Bosman and Kramer also developed a typology of scholarly workflows, ranging from the neo-Luddite to the way-early adopter. “[W]e defined 'traditional' as a type of workflow that essentially would not have altered much from that of the print age, ‘modern’ as making use of online tools that enable researchers to consume information/functionality (roughly Web 1.0), ‘innovative’ as using more recent tools that enable online discussion, collaboration and active contribution (roughly Web 2.0) and ‘experimental’ as using tools that are currently being developed and have yet to establish themselves (‘bleeding edge’).”

The charts mention “virtual suites,” with no explanation. That turns out to be a reference to the shape of things to come: integrated packages of tools covering every stage of the research project, from brainstorm through the publication of scholarship and the archiving of data.

“My impression,” wrote Kramer, “is that publishers/organizations are working more and more towards providing tools for all stages of the workflow, and will probably start marketing them as such in the future. It is of course up to any individual researcher to decide whether she/he would want to use such a suite in its entirety, but it seems to be to the benefit of the publisher to offer the possibility, and convince institutions to buy into the whole package deal. Such developments would encourage siloing of workflows, with potential limited interoperability with other tools and thus lock in to a specific publisher/organization. This is not necessarily a good thing.”
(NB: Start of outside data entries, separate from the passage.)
//! Containerized static analysis
//!
//! Runs the SonarQube scanner image against a working copy and fetches the
//! resulting issues from the SonarQube server.

use async_trait::async_trait;
use reqwest::Client;
use std::path::Path;
use std::process::Stdio;
use tokio::process::Command;
use tokio::time::timeout;
use tracing::{info, instrument, warn};

use crate::config::AnalysisConfig;
use crate::error::AnalysisError;

#[async_trait]
pub trait StaticAnalyzer: Send + Sync {
    /// Analyze the working copy at `repo_path` under `project_key` and return
    /// the server's issue report
    async fn analyze(
        &self,
        repo_path: &Path,
        project_key: &str,
    ) -> Result<serde_json::Value, AnalysisError>;
}

/// Project keys may only hold letters, digits and `-_.:`
pub fn project_key_for(repo: &str) -> String {
    repo.chars()
        .map(|c| {
            if c.is_ascii_alphanumeric() || matches!(c, '-' | '_' | '.' | ':') {
                c
            } else {
                '_'
            }
        })
        .collect()
}

pub struct SonarQubeAnalyzer {
    config: AnalysisConfig,
    client: Client,
}

impl SonarQubeAnalyzer {
    pub fn new(config: AnalysisConfig) -> Result<Self, AnalysisError> {
        let client = Client::builder()
            .timeout(config.timeout)
            .build()
            .map_err(AnalysisError::Results)?;
        Ok(Self { config, client })
    }

    /// Arguments passed to the container runtime
    pub fn scanner_args(&self, repo_path: &Path, project_key: &str) -> Vec<String> {
        let mut args = vec![
            "run".to_string(),
            "--rm".to_string(),
            "-v".to_string(),
            format!("{}:/usr/src", repo_path.display()),
            self.config.scanner_image.clone(),
            format!("-Dsonar.projectKey={}", project_key),
            "-Dsonar.sources=/usr/src".to_string(),
            format!("-Dsonar.host.url={}", self.config.sonarqube_url),
        ];
        if let Some(token) = &self.config.token {
            args.push(format!("-Dsonar.token={}", token));
        }
        args
    }

    fn issues_url(&self) -> String {
        format!(
            "{}/api/issues/search",
            self.config.sonarqube_url.trim_end_matches('/')
        )
    }

    async fn run_scanner(&self, repo_path: &Path, project_key: &str) -> Result<(), AnalysisError> {
        let args = self.scanner_args(repo_path, project_key);
        let child = Command::new(&self.config.docker_binary)
            .args(&args)
            .stdin(Stdio::null())
            .stdout(Stdio::piped())
            .stderr(Stdio::piped())
            .kill_on_drop(true)
            .spawn()
            .map_err(AnalysisError::Launch)?;

        let output = timeout(self.config.timeout, child.wait_with_output())
            .await
            .map_err(|_| AnalysisError::Timeout(self.config.timeout))?
            .map_err(AnalysisError::Launch)?;

        if !output.status.success() {
            let stderr = String::from_utf8_lossy(&output.stderr).trim().to_string();
            warn!(project_key, "Scanner failed: {}", stderr);
            return Err(AnalysisError::ScannerFailed {
                status: output.status.code().unwrap_or(-1),
                stderr,
            });
        }
        Ok(())
    }

    async fn fetch_issues(&self, project_key: &str) -> Result<serde_json::Value, AnalysisError> {
        let request = self
            .client
            .get(self.issues_url())
            .query(&[("projectKeys", project_key)]);
        let request = match &self.config.token {
            Some(token) => request.bearer_auth(token),
            None => request.basic_auth(&self.config.username, Some(&self.config.password)),
        };

        request
            .send()
            .await
            .and_then(|response| response.error_for_status())
            .map_err(AnalysisError::Results)?
            .json()
            .await
            .map_err(AnalysisError::Results)
    }
}

#[async_trait]
impl StaticAnalyzer for SonarQubeAnalyzer {
    #[instrument(skip(self), fields(path = %repo_path.display()))]
    async fn analyze(
        &self,
        repo_path: &Path,
        project_key: &str,
    ) -> Result<serde_json::Value, AnalysisError> {
        if !self.config.enabled {
            return Err(AnalysisError::Disabled);
        }

        self.run_scanner(repo_path, project_key).await?;
        info!(project_key, "Scanner finished, fetching issues");
        self.fetch_issues(project_key).await
    }
}
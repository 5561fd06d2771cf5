//! Document and graph store seams
//!
//! The ingestion core only talks to these traits. Store handles are built once
//! at process start and shared through `Arc`, so tests can substitute the
//! in-memory implementations.

use anyhow::{Context, Result};
use async_trait::async_trait;
use serde::{Deserialize, Serialize};
use sqlx::postgres::PgPoolOptions;
use sqlx::PgPool;
use std::sync::Arc;
use tracing::info;

use crate::config::{StorageBackend, StorageConfig};
use crate::types::{Commit, ContainmentEdge, EntryKind, GraphNode};

mod memory;
mod postgres;

pub use memory::{MemoryCommitStore, MemoryGraphStore};
pub use postgres::{PgCommitStore, PgGraphStore};

/// Per-document result of a bulk insert
#[derive(Debug, Clone, PartialEq, Eq)]
pub enum InsertOutcome {
    Inserted,
    Duplicate,
    Failed(String),
}

#[derive(Debug, Clone, Copy, PartialEq, Eq)]
pub enum NodeUpsert {
    Created,
    Existing,
}

#[derive(Debug, Clone, PartialEq, Eq)]
pub enum EdgeUpsert {
    Created,
    Existing,
    /// One endpoint is absent; carries the missing path
    MissingEndpoint(String),
}

/// Field-equality filter over stored commits; `None` fields match anything
#[derive(Debug, Clone, Default, PartialEq, Eq, Serialize, Deserialize)]
#[serde(default)]
pub struct CommitFilter {
    pub author: Option<String>,
    pub date: Option<String>,
    pub hash: Option<String>,
}

impl CommitFilter {
    pub fn matches(&self, commit: &Commit) -> bool {
        field_matches(&self.author, &commit.author)
            && field_matches(&self.date, &commit.date)
            && field_matches(&self.hash, &commit.hash)
    }
}

/// Field-equality filter over stored graph nodes; `None` fields match anything
#[derive(Debug, Clone, Default, PartialEq, Eq, Serialize, Deserialize)]
#[serde(default)]
pub struct NodeFilter {
    pub name: Option<String>,
    pub path: Option<String>,
    #[serde(rename = "type", alias = "kind")]
    pub kind: Option<EntryKind>,
    pub size: Option<u64>,
    #[serde(rename = "sha", alias = "contentHash")]
    pub content_hash: Option<String>,
}

impl NodeFilter {
    pub fn matches(&self, node: &GraphNode) -> bool {
        field_matches(&self.name, &node.name)
            && field_matches(&self.path, &node.path)
            && self.kind.map_or(true, |kind| kind == node.kind)
            && self.size.map_or(true, |size| size == node.size)
            && field_matches(&self.content_hash, &node.content_hash)
    }
}

fn field_matches(expected: &Option<String>, actual: &str) -> bool {
    expected.as_deref().map_or(true, |value| value == actual)
}

/// Commit metadata store with a uniqueness guarantee on `hash`
#[async_trait]
pub trait CommitStore: Send + Sync {
    /// Create the unique constraint on `hash` if it is not already present
    async fn ensure_unique_index(&self) -> Result<()>;

    /// Unordered bulk insert; one outcome per input commit, in input order.
    /// A failing document never prevents the others from being written. An
    /// `Err` means nothing in this call was written.
    async fn insert_many(&self, commits: &[Commit]) -> Result<Vec<InsertOutcome>>;

    async fn find(&self, filter: &CommitFilter) -> Result<Vec<Commit>>;

    async fn count(&self) -> Result<usize>;
}

/// Containment graph store with upsert semantics for nodes and edges
#[async_trait]
pub trait GraphStore: Send + Sync {
    async fn upsert_node(&self, node: &GraphNode) -> Result<NodeUpsert>;

    async fn upsert_edge(&self, edge: &ContainmentEdge) -> Result<EdgeUpsert>;

    async fn find_nodes(&self, filter: &NodeFilter) -> Result<Vec<GraphNode>>;

    async fn node_count(&self) -> Result<usize>;

    async fn edge_count(&self) -> Result<usize>;
}

/// Long-lived store handles shared across requests
#[derive(Clone)]
pub struct StoreHandles {
    pub commits: Arc<dyn CommitStore>,
    pub graph: Arc<dyn GraphStore>,
    pool: Option<PgPool>,
}

impl StoreHandles {
    pub fn in_memory() -> Self {
        Self {
            commits: Arc::new(MemoryCommitStore::new()),
            graph: Arc::new(MemoryGraphStore::new()),
            pool: None,
        }
    }

    /// Connect the configured backend and make sure its schema exists.
    /// Safe to call repeatedly against the same database.
    pub async fn connect(config: &StorageConfig) -> Result<Self> {
        match config.backend {
            StorageBackend::Memory => {
                info!("Using in-memory stores");
                Ok(Self::in_memory())
            }
            StorageBackend::Postgres => {
                let url = config
                    .database_url
                    .as_deref()
                    .context("storage.database_url is required for the postgres backend")?;
                let pool = PgPoolOptions::new()
                    .max_connections(config.max_connections)
                    .acquire_timeout(config.connect_timeout)
                    .connect(url)
                    .await
                    .context("failed to connect to postgres")?;

                let commits = PgCommitStore::new(pool.clone());
                let graph = PgGraphStore::new(pool.clone());
                commits.ensure_unique_index().await?;
                graph.ensure_schema().await?;
                info!("Connected postgres stores");

                Ok(Self {
                    commits: Arc::new(commits),
                    graph: Arc::new(graph),
                    pool: Some(pool),
                })
            }
        }
    }

    /// Release pooled connections; called once at shutdown
    pub async fn close(&self) {
        if let Some(pool) = &self.pool {
            pool.close().await;
            info!("Closed postgres connection pool");
        }
    }
}

#[cfg(test)]
mod tests {
    use super::*;

    fn commit(hash: &str, author: &str, date: &str) -> Commit {
        Commit {
            hash: hash.to_string(),
            tree: "t".to_string(),
            author: author.to_string(),
            date: date.to_string(),
            message: "m".to_string(),
        }
    }

    #[test]
    fn test_empty_commit_filter_matches_everything() {
        let filter = CommitFilter::default();
        assert!(filter.matches(&commit("a", "Alice", "2024-01-01")));
    }

    #[test]
    fn test_commit_filter_requires_every_field() {
        let filter = CommitFilter {
            author: Some("Alice".to_string()),
            date: Some("2024-01-01".to_string()),
            hash: None,
        };
        assert!(filter.matches(&commit("a", "Alice", "2024-01-01")));
        assert!(!filter.matches(&commit("a", "Alice", "2024-01-02")));
        assert!(!filter.matches(&commit("a", "Bob", "2024-01-01")));
    }

    #[test]
    fn test_node_filter_deserializes_query_form_names() {
        let filter: NodeFilter =
            serde_json::from_str(r#"{"type": "file", "sha": "h1", "size": 10}"#).unwrap();
        assert_eq!(filter.kind, Some(EntryKind::File));
        assert_eq!(filter.content_hash.as_deref(), Some("h1"));

        let node = GraphNode {
            name: "b.txt".to_string(),
            path: "a/b.txt".to_string(),
            kind: EntryKind::File,
            size: 10,
            content_hash: "h1".to_string(),
        };
        assert!(filter.matches(&node));
        assert!(!NodeFilter {
            size: Some(11),
            ..NodeFilter::default()
        }
        .matches(&node));
    }
}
Agreed. The next step would be for researchers to sign over their own brains to the company providing the suite, which seems like carrying the principle of intellectual property altogether too far.

“On the other hand,” Kramer pointed out, “we found that many new tools have been developed by researchers at the Ph.D./postdoc level (interestingly, many of them biomedical or bioinformatics scientists) who are frustrated with the current solutions available to them. Another trend we observe is that once these innovations prove useful and popular, they are often bought by large publishers.”

So in the foreseeable future “there will remain a mixture of new, independent innovations and consolidation of existing tools, often in a publisher's ‘suite.’”

The alternative would be a large-scale return to paper and ink. Some of us wouldn’t mind, but nobody should count on it.